▶ _INPUT_:
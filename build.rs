use anyhow::*;
use fs_extra::copy_items;
use fs_extra::dir::CopyOptions;
use std::env;
use std::path::PathBuf;

fn main() -> Result<()> {
    // Rerun when the skybox faces, textures or models change.
    println!("cargo:rerun-if-changed=assets/*");

    let out_dir = env::var("OUT_DIR")?;
    let mut copy_options = CopyOptions::new();
    copy_options.overwrite = true;
    let manifest_dir = PathBuf::from(env::var("CARGO_MANIFEST_DIR")?);
    let assets_src = manifest_dir.join("assets");
    if !assets_src.exists() {
        println!("cargo:warning=no assets/ directory found, the garden will render with placeholders");
        return Ok(());
    }
    copy_items(&[assets_src], out_dir, &copy_options)?;

    Ok(())
}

▶ _BRIEF_: Start at the line containing "use std::env;" and copy each line through the last one in the records, exactly and with nothing added.

▶ _RESPONSE TO THIS EXERCISE_:
use std::env;
use std::path::PathBuf;

fn main() -> Result<()> {
    // Rerun when the skybox faces, textures or models change.
    println!("cargo:rerun-if-changed=assets/*");

    let out_dir = env::var("OUT_DIR")?;
    let mut copy_options = CopyOptions::new();
    copy_options.overwrite = true;
    let manifest_dir = PathBuf::from(env::var("CARGO_MANIFEST_DIR")?);
    let assets_src = manifest_dir.join("assets");
    if !assets_src.exists() {
        println!("cargo:warning=no assets/ directory found, the garden will render with placeholders");
        return Ok(());
    }
    copy_items(&[assets_src], out_dir, &copy_options)?;

    Ok(())
}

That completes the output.